La question participative s’infiltre dans notre quotidien, artistique, culturel, médiatique, politique. Cette expérience offre au public des possibilités accrues d’interaction émotionnelle avec les artistes, les entreprises ou même les institutions et renforcent son sentiment d’engagement ainsi que son sentiment d’appartenance à la collectivité. En effet, la désaffection pour la cause politique, la montée des exclusions, la fréquentation accrue des réseaux sociaux, la perte de rapport concret à la réalité ou l’insertion de nos êtres dans des systèmes de plus en plus globalisés et mondialisés donnent souvent l’impression d’un éloignement de la vie en train d’être vécue (Lazarus-Matet, 2012). Autant de raisons – ici rapidement évoquées – qui pourraient expliquer ce regain d’intérêt pour le « vivre ensemble » barthésien et sa mise en action collective, comme si nos solitudes pouvaient être contournées, voire même endiguées grâce à l’action participative.

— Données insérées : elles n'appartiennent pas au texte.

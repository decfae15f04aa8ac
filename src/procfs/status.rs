// Parsing of /proc/<pid>/status

use super::signal::{decode_signal_mask, SignalSet};
use super::{Process, Procfs};
use crate::config::STATUS_FILE;
use crate::error::{Error, Result};
use std::fs;

/// Snapshot of a process's status record
#[derive(Debug, Clone, Default, PartialEq, Eq)]
pub struct ProcessStatus {
    /// Command name (`Name:`); invalid UTF-8 is replaced with U+FFFD
    pub name: String,
    /// Parent pid (`PPid:`), 0 for the init process and kernel roots
    pub ppid: u32,
    /// State code and description, e.g. `S (sleeping)`
    pub state: String,
    /// Real user id, as written by the kernel
    pub uid: String,
    /// Pending signals (`SigPnd:`)
    pub sig_pnd: SignalSet,
    /// Blocked signals (`SigBlk:`)
    pub sig_blk: SignalSet,
    /// Ignored signals (`SigIgn:`)
    pub sig_ign: SignalSet,
    /// Caught signals (`SigCgt:`)
    pub sig_cgt: SignalSet,
}

impl ProcessStatus {
    /// Single-letter state code (`S`, `R`, `Z`, ...)
    pub fn state_code(&self) -> Option<char> {
        self.state.chars().next()
    }
}

impl Procfs {
    /// Read and parse the status record of `process`.
    ///
    /// A vanished process is reported as `Error::NotFound`. Malformed
    /// numeric or mask fields fail the whole parse.
    pub fn status(&self, process: Process) -> Result<ProcessStatus> {
        let path = self.process_path(process, STATUS_FILE);
        let bytes = fs::read(&path).map_err(|e| Error::from_process_io(&path, e))?;
        // Name is copied from the task comm verbatim and need not be UTF-8
        parse_status(&String::from_utf8_lossy(&bytes))
    }
}

/// Parse the text of a status record
pub fn parse_status(contents: &str) -> Result<ProcessStatus> {
    let mut status = ProcessStatus::default();

    for line in contents.lines() {
        let Some((key, value)) = line.split_once(':') else {
            continue;
        };
        let value = value.trim();

        match key {
            "Name" => status.name = value.to_string(),
            "PPid" => {
                status.ppid = value
                    .parse()
                    .map_err(|e| Error::malformed("PPid", format!("'{}': {}", value, e)))?
            }
            "State" => status.state = value.to_string(),
            "Uid" => {
                status.uid = value
                    .split_whitespace()
                    .next()
                    .ok_or_else(|| Error::malformed("Uid", "empty field"))?
                    .to_string()
            }
            "SigPnd" => status.sig_pnd = decode_signal_mask(value)?,
            "SigBlk" => status.sig_blk = decode_signal_mask(value)?,
            "SigIgn" => status.sig_ign = decode_signal_mask(value)?,
            "SigCgt" => status.sig_cgt = decode_signal_mask(value)?,
            _ => {}
        }
    }

    Ok(status)
}
//! Configuration for document analysis.
//!
//! Everything tunable lives in [`AnalysisConfig`], built via its builder.
//! Deliberately small: the rendering scale, JPEG quality, and sampling
//! temperature are fixed constants of the pipeline (accuracy-over-diversity
//! choices), not knobs — exposing them would invite configurations the
//! response contract was never validated against.

use crate::error::MediScanError;
use crate::provider::{AnalysisProvider, DEFAULT_MODEL};
use std::fmt;
use std::sync::Arc;

/// Configuration for one analysis session.
///
/// # Example
/// ```rust
/// use mediscan::AnalysisConfig;
///
/// let config = AnalysisConfig::builder()
///     .model("gemini-2.5-pro")
///     .build()
///     .unwrap();
/// ```
#[derive(Clone)]
pub struct AnalysisConfig {
    /// Model identifier. Default: `gemini-2.5-pro`.
    pub model: String,

    /// Access credential override. If `None`, read from `GEMINI_API_KEY`
    /// when the default provider is constructed.
    pub api_key: Option<String>,

    /// API base URL override (proxies, mock servers).
    pub api_base: Option<String>,

    /// Pre-constructed provider. Takes precedence over `model`/`api_key`.
    /// Useful in tests or when the caller needs custom middleware.
    pub provider: Option<Arc<dyn AnalysisProvider>>,
}

impl Default for AnalysisConfig {
    fn default() -> Self {
        Self {
            model: DEFAULT_MODEL.to_string(),
            api_key: None,
            api_base: None,
            provider: None,
        }
    }
}

impl fmt::Debug for AnalysisConfig {
    fn fmt(&self, f: &mut fmt::Formatter<'_>) -> fmt::Result {
        f.debug_struct("AnalysisConfig")
            .field("model", &self.model)
            .field("api_key", &self.api_key.as_ref().map(|_| "<redacted>"))
            .field("api_base", &self.api_base)
            .field("provider", &self.provider.as_ref().map(|_| "<dyn AnalysisProvider>"))
            .finish()
    }
}

impl AnalysisConfig {
    /// Create a new builder for `AnalysisConfig`.
    pub fn builder() -> AnalysisConfigBuilder {
        AnalysisConfigBuilder {
            config: Self::default(),
        }
    }
}

/// Builder for [`AnalysisConfig`].
pub struct AnalysisConfigBuilder {
    config: AnalysisConfig,
}

impl AnalysisConfigBuilder {
    pub fn model(mut self, model: impl Into<String>) -> Self {
        self.config.model = model.into();
        self
    }

    pub fn api_key(mut self, key: impl Into<String>) -> Self {
        self.config.api_key = Some(key.into());
        self
    }

    pub fn api_base(mut self, base: impl Into<String>) -> Self {
        self.config.api_base = Some(base.into());
        self
    }

    pub fn provider(mut self, provider: Arc<dyn AnalysisProvider>) -> Self {
        self.config.provider = Some(provider);
        self
    }

    /// Build the configuration, validating constraints.
    pub fn build(self) -> Result<AnalysisConfig, MediScanError> {
        if self.config.model.trim().is_empty() {
            return Err(MediScanError::InvalidConfig(
                "Model identifier must not be empty".into(),
            ));
        }
        Ok(self.config)
    }
}

#[cfg(test)]
mod tests {
    use super::*;

    #[test]
    fn default_model() {
        let config = AnalysisConfig::default();
        assert_eq!(config.model, "gemini-2.5-pro");
        assert!(config.provider.is_none());
    }

    #[test]
    fn empty_model_rejected() {
        let err = AnalysisConfig::builder().model("  ").build().unwrap_err();
        assert!(matches!(err, MediScanError::InvalidConfig(_)));
    }

    #[test]
    fn debug_redacts_api_key() {
        let config = AnalysisConfig::builder()
            .api_key("super-secret")
            .build()
            .unwrap();
        let rendered = format!("{config:?}");
        assert!(!rendered.contains("super-secret"));
    }
}
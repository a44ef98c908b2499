//! Pipeline stages for document ingestion.
//!
//! Each submodule implements exactly one transformation step. Keeping the
//! stages separate makes each independently testable and lets us swap an
//! implementation (e.g. the rendering backend) without touching the others.
//!
//! ## Data Flow
//!
//! ```text
//! ingest ──▶ render ──▶ encode
//! (dispatch)  (pdfium)   (JPEG + base64)
//! ```
//!
//! 1. [`ingest`] — classify the declared media type; images pass through,
//!    PDFs continue down the pipeline, everything else is rejected
//! 2. [`render`] — rasterise the first PDF page at a fixed 2.0× scale;
//!    runs in `spawn_blocking` because pdfium is not async-safe
//! 3. [`encode`] — JPEG-encode the raster and base64-wrap it into the
//!    canonical [`crate::types::NormalizedImage`]

pub mod encode;
pub mod ingest;
pub mod render;

pub use ingest::{ingest, ingest_bytes};
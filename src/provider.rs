//! The external analysis service behind a narrow seam.
//!
//! [`AnalysisProvider`] is the only surface the rest of the crate sees:
//! `submit(request) -> response text | error`. Everything provider-specific
//! (endpoint shape, auth, response unwrapping) stays inside the
//! implementation, which keeps the analysis layer testable with a stub and
//! makes swapping vendors a one-module change — as long as the replacement
//! honours the same response schema.
//!
//! Provider errors are deliberately untyped strings: the analysis layer
//! classifies them by message content into the user-facing error kinds,
//! because that is the only signal the hosted SDKs expose consistently.

use async_trait::async_trait;
use serde_json::{json, Value};
use thiserror::Error;
use tracing::{debug, warn};

/// Default analysis model.
pub const DEFAULT_MODEL: &str = "gemini-2.5-pro";

/// Base URL of the Gemini generateContent API.
const DEFAULT_API_BASE: &str = "https://generativelanguage.googleapis.com/v1beta";

/// Environment variable holding the access credential.
pub const API_KEY_ENV: &str = "GEMINI_API_KEY";

/// Opaque failure from the underlying service or transport.
///
/// The message is the classification signal; see
/// [`crate::analyze::classify_provider_error`].
#[derive(Debug, Error)]
#[error("{message}")]
pub struct ProviderError {
    pub message: String,
}

impl ProviderError {
    pub fn new(message: impl Into<String>) -> Self {
        Self {
            message: message.into(),
        }
    }
}

/// One fully-assembled outbound analysis request.
///
/// Carries everything the external call needs: the image payload, the
/// instruction texts, the response schema, and the sampling temperature.
#[derive(Debug, Clone)]
pub struct ProviderRequest {
    /// Base64-encoded image content.
    pub image_base64: String,
    /// Concrete raster media type of the image.
    pub media_type: String,
    /// User-visible text part (general analysis + optional question).
    pub prompt: String,
    /// System-level directive.
    pub system_instruction: String,
    /// Structured-output schema the response must conform to.
    pub response_schema: Value,
    /// Sampling temperature.
    pub temperature: f32,
}

/// A document-understanding service invoked via one request/response call.
///
/// Implementations return the raw response text; parsing and validation
/// against the analysis schema happen in the caller.
#[async_trait]
pub trait AnalysisProvider: Send + Sync {
    async fn submit(&self, request: &ProviderRequest) -> Result<String, ProviderError>;
}

/// Google Gemini `generateContent` implementation of [`AnalysisProvider`].
///
/// The credential is read once at construction and surfaces as an error at
/// call time when missing — a deliberate parity choice, noted as a
/// possible fail-fast improvement in DESIGN.md.
pub struct GeminiProvider {
    client: reqwest::Client,
    api_key: Option<String>,
    model: String,
    api_base: String,
}

impl GeminiProvider {
    pub fn new(api_key: impl Into<String>, model: impl Into<String>) -> Self {
        Self {
            client: reqwest::Client::new(),
            api_key: Some(api_key.into()),
            model: model.into(),
            api_base: DEFAULT_API_BASE.to_string(),
        }
    }

    /// Construct from `GEMINI_API_KEY`. Infallible: a missing key becomes
    /// an `InvalidCredentials`-classified error on the first `submit`.
    pub fn from_env(model: impl Into<String>) -> Self {
        let api_key = std::env::var(API_KEY_ENV).ok().filter(|k| !k.is_empty());
        Self {
            client: reqwest::Client::new(),
            api_key,
            model: model.into(),
            api_base: DEFAULT_API_BASE.to_string(),
        }
    }

    /// Override the API base URL (self-hosted proxies, tests).
    pub fn with_api_base(mut self, base: impl Into<String>) -> Self {
        self.api_base = base.into();
        self
    }

    /// Assemble the generateContent request body.
    fn build_body(&self, request: &ProviderRequest) -> Value {
        json!({
            "systemInstruction": {
                "parts": [ { "text": request.system_instruction } ]
            },
            "contents": [{
                "parts": [
                    {
                        "inline_data": {
                            "mime_type": request.media_type,
                            "data": request.image_base64,
                        }
                    },
                    { "text": request.prompt },
                ]
            }],
            "generationConfig": {
                "temperature": request.temperature,
                "responseMimeType": "application/json",
                "responseSchema": request.response_schema,
            },
        })
    }
}

impl std::fmt::Debug for GeminiProvider {
    fn fmt(&self, f: &mut std::fmt::Formatter<'_>) -> std::fmt::Result {
        f.debug_struct("GeminiProvider")
            .field("model", &self.model)
            .field("api_base", &self.api_base)
            .field("api_key", &self.api_key.as_ref().map(|_| "<redacted>"))
            .finish()
    }
}

#[async_trait]
impl AnalysisProvider for GeminiProvider {
    async fn submit(&self, request: &ProviderRequest) -> Result<String, ProviderError> {
        let api_key = self.api_key.as_deref().ok_or_else(|| {
            ProviderError::new(format!("API key not valid: {API_KEY_ENV} is not set"))
        })?;

        let url = format!(
            "{}/models/{}:generateContent?key={}",
            self.api_base, self.model, api_key
        );
        let body = self.build_body(request);

        debug!(model = %self.model, media_type = %request.media_type, "Submitting analysis request");

        let response = self
            .client
            .post(&url)
            .json(&body)
            .send()
            .await
            .map_err(|e| ProviderError::new(format!("network error: {e}")))?;

        let status = response.status();
        if !status.is_success() {
            let error_body = response.text().await.unwrap_or_default();
            warn!(%status, "Analysis request rejected");
            return Err(ProviderError::new(format!(
                "API error {status}: {error_body}"
            )));
        }

        let payload: Value = response
            .json()
            .await
            .map_err(|e| ProviderError::new(format!("network error while reading response: {e}")))?;

        let text = payload["candidates"][0]["content"]["parts"][0]["text"]
            .as_str()
            .ok_or_else(|| {
                // Content filtering and safety blocks come back as a 200
                // with no candidate text; report the finish reason if any.
                let reason = payload["candidates"][0]["finishReason"]
                    .as_str()
                    .unwrap_or("no candidate text in response");
                ProviderError::new(format!("empty response from model: {reason}"))
            })?;

        Ok(text.to_string())
    }
}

Nous ne sommes pourtant pas dupes. Dans certaines de ces situations, le sens semble fragmenté, dilué, désindividualisé. L’adresse principale va à la masse ; le public est anonyme, virtuel. Certains de ces dispositifs sont des opérations de marketing à grande échelle qui n’ont pas vraiment à voir avec l’utopie équitable du « vivre ensemble ». L’usage entrepreneurial en motive souvent l’élaboration ; leur rapport au pouvoir médiatique est évident. Les conditions de la participation sont bornées à l’avance, les rôles sont distribués avec précision et l’action participative apparaît bien souvent comme totalement factice (Zask, 2011), voire même autoritaire dans la mesure où la participation devient injonction et la non-participation facteur d’exclusion. Ainsi, la participation devient-elle quelquefois fiction. Pour Joëlle Zask (2011) :
En politique, ce qui est problématique, c’est de faire croire à la participation. Quand participer se borne en définitive à « faire figure » de participant dans un dispositif qui n’a en rien été choisi, dont les enjeux nous échappent et dont les finalités ne sont pas les nôtres, il vaudrait mieux utiliser un autre terme. (p. 9)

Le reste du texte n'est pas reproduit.